A infância de Rui Nabeiro ficou ligada à torrefação de Campo Maior, onde a família mantinha uma torrefação histórica, conhecida como Camelo. Foi ali que o empresário aprendeu o ofício nos anos 1930, junto do tio Joaquim d’Olaia, em momentos em que a profissão era ainda artesanal.
Daquela época fronteiriça, ficou gravada a sensibilidade para determinar o ponto de torra apenas pelo aroma. A tradição da casa passava pela observação constante do grão e pela experiência acumulada ao longo dos anos, que orientava o momento de saída das fazendas para os cupons de venda.

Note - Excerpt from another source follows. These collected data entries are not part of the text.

use std::sync::Arc;
use std::time::Duration;

use rand::rngs::StdRng;
use rand::seq::SliceRandom;
use rand::{Rng, SeedableRng};
use seats::UserId;
use seats::wire::ReserveRequest;
use tokio::time::{Instant, sleep};
use tracing::{debug, instrument};

use crate::client::SeatApi;
use crate::model::{AttemptResult, ClientRun, Termination};
use crate::retry::DiscoveryRetry;

/// Knobs shared by every simulated user in a run.
#[derive(Clone, Debug)]
pub struct SimulatorSettings {
    /// Candidates tried per discovery round. Zero is treated as one.
    pub max_attempts_per_round: usize,
    /// Upper bound (exclusive) of the random pause after a rejection.
    pub backoff_max: Duration,
    pub discovery: DiscoveryRetry,
    pub deadline: Option<Instant>,
}

impl Default for SimulatorSettings {
    fn default() -> Self {
        Self {
            max_attempts_per_round: 3,
            backoff_max: Duration::from_millis(100),
            discovery: DiscoveryRetry::default(),
            deadline: None,
        }
    }
}

/// One simulated user: discovers, shuffles, tries a few seats, repeats until
/// the pool is empty.
pub struct ClientSimulator {
    user_id: UserId,
    api: Arc<dyn SeatApi>,
    settings: Arc<SimulatorSettings>,
    rng: StdRng,
}

impl ClientSimulator {
    pub fn new(
        user_id: UserId,
        api: Arc<dyn SeatApi>,
        settings: Arc<SimulatorSettings>,
        seed: u64,
    ) -> Self {
        Self {
            user_id,
            api,
            settings,
            rng: StdRng::seed_from_u64(seed),
        }
    }

    #[instrument(skip(self), fields(user_id = self.user_id), level = "debug")]
    pub async fn run(mut self) -> ClientRun {
        let mut run = ClientRun::new(self.user_id);
        let mut failure_streak = 0u32;

        run.termination = loop {
            if self.past_deadline() {
                break Termination::DeadlineReached;
            }

            let mut candidates = match self.api.list_available().await {
                Ok(seats) => {
                    failure_streak = 0;
                    seats
                }
                Err(e) => {
                    run.discovery_failures += 1;
                    failure_streak += 1;
                    debug!(error = %e, failure_streak, "discovery failed");

                    if self.settings.discovery.exhausted(failure_streak) {
                        break Termination::DiscoveryGaveUp;
                    }
                    self.pause(self.settings.discovery.delay_for(failure_streak))
                        .await;
                    continue;
                }
            };

            if candidates.is_empty() {
                break Termination::PoolExhausted;
            }

            candidates.shuffle(&mut self.rng);

            for seat_id in candidates
                .into_iter()
                .take(self.settings.max_attempts_per_round.max(1))
            {
                let req = ReserveRequest {
                    user_id: self.user_id,
                    seat_id,
                };

                let started = Instant::now();
                let status = match self.api.reserve(req).await {
                    Ok(status) => status,
                    Err(e) => {
                        run.discarded_transport_failures += 1;
                        debug!(seat_id, error = %e, "reserve got no response");
                        continue;
                    }
                };

                let attempt = AttemptResult::responded(seat_id, status, started.elapsed());
                let won = attempt.is_success();
                run.attempts.push(attempt);

                if won {
                    debug!(seat_id, "seat won");
                    run.seats_won.push(seat_id);
                    break;
                }

                let backoff = self.random_backoff();
                self.pause(backoff).await;
            }
        };

        run.ensure_nonempty();
        run
    }

    fn random_backoff(&mut self) -> Duration {
        let max = self.settings.backoff_max;
        if max.is_zero() {
            return Duration::ZERO;
        }
        self.rng.gen_range(Duration::ZERO..max)
    }

    fn past_deadline(&self) -> bool {
        self.settings
            .deadline
            .is_some_and(|deadline| Instant::now() >= deadline)
    }

    async fn pause(&self, delay: Duration) {
        if delay.is_zero() {
            return;
        }
        let delay = match self.settings.deadline {
            Some(deadline) => delay.min(deadline.saturating_duration_since(Instant::now())),
            None => delay,
        };
        sleep(delay).await;
    }
}

#[cfg(test)]
mod tests {
    use std::collections::VecDeque;
    use std::sync::Mutex;

    use async_trait::async_trait;
    use seats::SeatId;

    use super::*;
    use crate::client::ClientError;
    use crate::model::AttemptOutcome;

    /// Replays canned responses and records which seats were asked for.
    #[derive(Default)]
    struct ScriptedApi {
        listings: Mutex<VecDeque<Result<Vec<SeatId>, ()>>>,
        replies: Mutex<VecDeque<Result<u16, ()>>>,
        reserved: Mutex<Vec<SeatId>>,
    }

    impl ScriptedApi {
        fn new(listings: Vec<Result<Vec<SeatId>, ()>>, replies: Vec<Result<u16, ()>>) -> Self {
            Self {
                listings: Mutex::new(listings.into()),
                replies: Mutex::new(replies.into()),
                reserved: Mutex::default(),
            }
        }
    }

    #[async_trait]
    impl SeatApi for ScriptedApi {
        async fn list_available(&self) -> Result<Vec<SeatId>, ClientError> {
            match self.listings.lock().unwrap().pop_front() {
                Some(Ok(seats)) => Ok(seats),
                Some(Err(())) => Err(ClientError::Status(503)),
                None => Ok(Vec::new()),
            }
        }

        async fn reserve(&self, req: ReserveRequest) -> Result<u16, ClientError> {
            self.reserved.lock().unwrap().push(req.seat_id);
            match self.replies.lock().unwrap().pop_front() {
                Some(Ok(status)) => Ok(status),
                Some(Err(())) | None => Err(ClientError::Backend("connection reset".into())),
            }
        }
    }

    fn settings() -> Arc<SimulatorSettings> {
        Arc::new(SimulatorSettings {
            backoff_max: Duration::ZERO,
            discovery: DiscoveryRetry {
                initial_delay: Duration::ZERO,
                ..DiscoveryRetry::default()
            },
            ..SimulatorSettings::default()
        })
    }

    fn simulator(api: &Arc<ScriptedApi>, settings: Arc<SimulatorSettings>) -> ClientSimulator {
        ClientSimulator::new(1000, api.clone(), settings, 7)
    }

    #[tokio::test]
    async fn empty_pool_yields_single_synthetic_failure() {
        let api = Arc::new(ScriptedApi::new(vec![Ok(vec![])], vec![]));

        let run = simulator(&api, settings()).run().await;

        assert_eq!(run.termination, Termination::PoolExhausted);
        assert_eq!(run.attempts.len(), 1);
        assert_eq!(
            run.attempts[0].outcome,
            AttemptOutcome::TransportFailure {
                error: "user 1000: no request succeeded".into()
            }
        );
        assert!(api.reserved.lock().unwrap().is_empty());
    }

    #[tokio::test]
    async fn stops_round_on_success_and_tries_at_most_three() {
        let api = Arc::new(ScriptedApi::new(
            vec![Ok(vec![1, 2, 3, 4, 5]), Ok(vec![6, 7, 8, 9])],
            vec![Ok(409), Ok(409), Ok(409), Ok(409), Ok(200)],
        ));

        let run = simulator(&api, settings()).run().await;

        // Round one: three conflicts. Round two: conflict, then a win.
        assert_eq!(api.reserved.lock().unwrap().len(), 5);
        assert_eq!(run.attempts.len(), 5);
        assert!(run.attempts[4].is_success());
        assert!(run.attempts.iter().all(|a| a.latency().is_some()));
        assert_eq!(run.seats_won.len(), 1);
        assert!((6..=9).contains(&run.seats_won[0]));
        assert_eq!(run.termination, Termination::PoolExhausted);
    }

    #[tokio::test]
    async fn zero_attempts_per_round_still_tries_one_seat() {
        let api = Arc::new(ScriptedApi::new(vec![Ok(vec![1, 2]), Ok(vec![2])], vec![Ok(200), Ok(200)]));
        let settings = Arc::new(SimulatorSettings {
            max_attempts_per_round: 0,
            ..(*settings()).clone()
        });

        let run = tokio::time::timeout(Duration::from_secs(5), simulator(&api, settings).run())
            .await
            .expect("simulator must finish");

        assert_eq!(api.reserved.lock().unwrap().len(), 2);
        assert_eq!(run.seats_won.len(), 2);
        assert_eq!(run.termination, Termination::PoolExhausted);
    }

    #[tokio::test]
    async fn transport_failures_are_counted_but_not_recorded() {
        let api = Arc::new(ScriptedApi::new(
            vec![Ok(vec![1, 2, 3])],
            vec![Err(()), Ok(404), Err(())],
        ));

        let run = simulator(&api, settings()).run().await;

        assert_eq!(run.discarded_transport_failures, 2);
        assert_eq!(run.attempts.len(), 1);
        assert_eq!(run.attempts[0].outcome, AttemptOutcome::Rejected { status: 404 });
    }

    #[tokio::test]
    async fn discovery_failures_retry_until_listing_succeeds() {
        let api = Arc::new(ScriptedApi::new(
            vec![Err(()), Err(()), Ok(vec![4])],
            vec![Ok(200)],
        ));

        let run = simulator(&api, settings()).run().await;

        assert_eq!(run.discovery_failures, 2);
        assert_eq!(run.seats_won, vec![4]);
    }

    #[tokio::test]
    async fn bounded_discovery_gives_up() {
        let api = Arc::new(ScriptedApi::new(vec![Err(()), Err(()), Err(())], vec![]));
        let settings = Arc::new(SimulatorSettings {
            discovery: DiscoveryRetry {
                initial_delay: Duration::ZERO,
                ..DiscoveryRetry::bounded(2)
            },
            ..SimulatorSettings::default()
        });

        let run = simulator(&api, settings).run().await;

        assert_eq!(run.termination, Termination::DiscoveryGaveUp);
        assert_eq!(run.discovery_failures, 2);
        assert_eq!(run.attempts.len(), 1);
    }

    #[tokio::test]
    async fn elapsed_deadline_stops_before_any_call() {
        let api = Arc::new(ScriptedApi::new(vec![Ok(vec![1])], vec![Ok(200)]));
        let settings = Arc::new(SimulatorSettings {
            deadline: Some(Instant::now()),
            ..SimulatorSettings::default()
        });

        let run = simulator(&api, settings).run().await;

        assert_eq!(run.termination, Termination::DeadlineReached);
        assert!(api.reserved.lock().unwrap().is_empty());
        assert_eq!(run.attempts.len(), 1);
    }

    #[tokio::test]
    async fn same_seed_picks_same_candidates() {
        let listing: Vec<SeatId> = (1..=50).collect();
        let mut picks = Vec::new();

        for _ in 0..2 {
            let api = Arc::new(ScriptedApi::new(
                vec![Ok(listing.clone())],
                vec![Ok(409), Ok(409), Ok(409)],
            ));
            simulator(&api, settings()).run().await;
            picks.push(api.reserved.lock().unwrap().clone());
        }

        assert_eq!(picks[0].len(), 3);
        assert_eq!(picks[0], picks[1]);
    }

    #[tokio::test(start_paused = true)]
    async fn rejection_backoff_stays_below_bound() {
        let api = Arc::new(ScriptedApi::new(vec![Ok(vec![1])], vec![Ok(409)]));
        let settings = Arc::new(SimulatorSettings {
            backoff_max: Duration::from_millis(100),
            ..SimulatorSettings::default()
        });

        let started = Instant::now();
        simulator(&api, settings).run().await;

        assert!(started.elapsed() < Duration::from_millis(100));
    }
}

História da torrefação de Campo Maior
A ligação de Rui Nabeiro ao negócio começou neste espaço, onde tudo começou. O cheiro característico do café indicava o estágio certo de torra, um sinal que marcava a precisão necessária para a qualidade do produto final.
Entretanto, com o desenrolar do tempo, o legado da torrefação evoluiu para além das paredes originais. A história de Nabeiro é frequentemente associada à passagem do conhecimento tradicional para a gestão de uma marca nacional de referência.